Exercise requirements:
What is needed is a faithful copy of all the records.

++++++++++

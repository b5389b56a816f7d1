//! Error types for matching and aggregation.

use film_model::ModelError;
use thiserror::Error;

#[derive(Debug, Error, Clone, PartialEq)]
pub enum MatchError {
    /// Unknown policy name, or a policy that cannot run as configured.
    #[error("invalid conflict policy '{0}'")]
    InvalidPolicy(String),

    #[error("similarity threshold {0} is outside 0..=100")]
    InvalidThreshold(u8),

    #[error("at least one key column is required")]
    NoKeyColumns,

    #[error("key column '{0}' not found in table")]
    MissingKeyColumn(String),

    /// Raised by a [`ConflictOperator`](crate::ConflictOperator); never fatal
    /// to an aggregation run.
    #[error("conflict operator failed: {0}")]
    Operator(String),

    #[error(transparent)]
    Model(#[from] ModelError),
}

pub type Result<T> = std::result::Result<T, MatchError>;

++++++++++

Reply to the task:
repository b5389b56a816f7d1
//! Error types for matching and aggregation.

use film_model::ModelError;
use thiserror::Error;

#[derive(Debug, Error, Clone, PartialEq)]
pub enum MatchError {
    /// Unknown policy name, or a policy that cannot run as configured.
    #[error("invalid conflict policy '{0}'")]
    InvalidPolicy(String),

    #[error("similarity threshold {0} is outside 0..=100")]
    InvalidThreshold(u8),

    #[error("at least one key column is required")]
    NoKeyColumns,

    #[error("key column '{0}' not found in table")]
    MissingKeyColumn(String),

    /// Raised by a [`ConflictOperator`](crate::ConflictOperator); never fatal
    /// to an aggregation run.
    #[error("conflict operator failed: {0}")]
    Operator(String),

    #[error(transparent)]
    Model(#[from] ModelError),
}

pub type Result<T> = std::result::Result<T, MatchError>;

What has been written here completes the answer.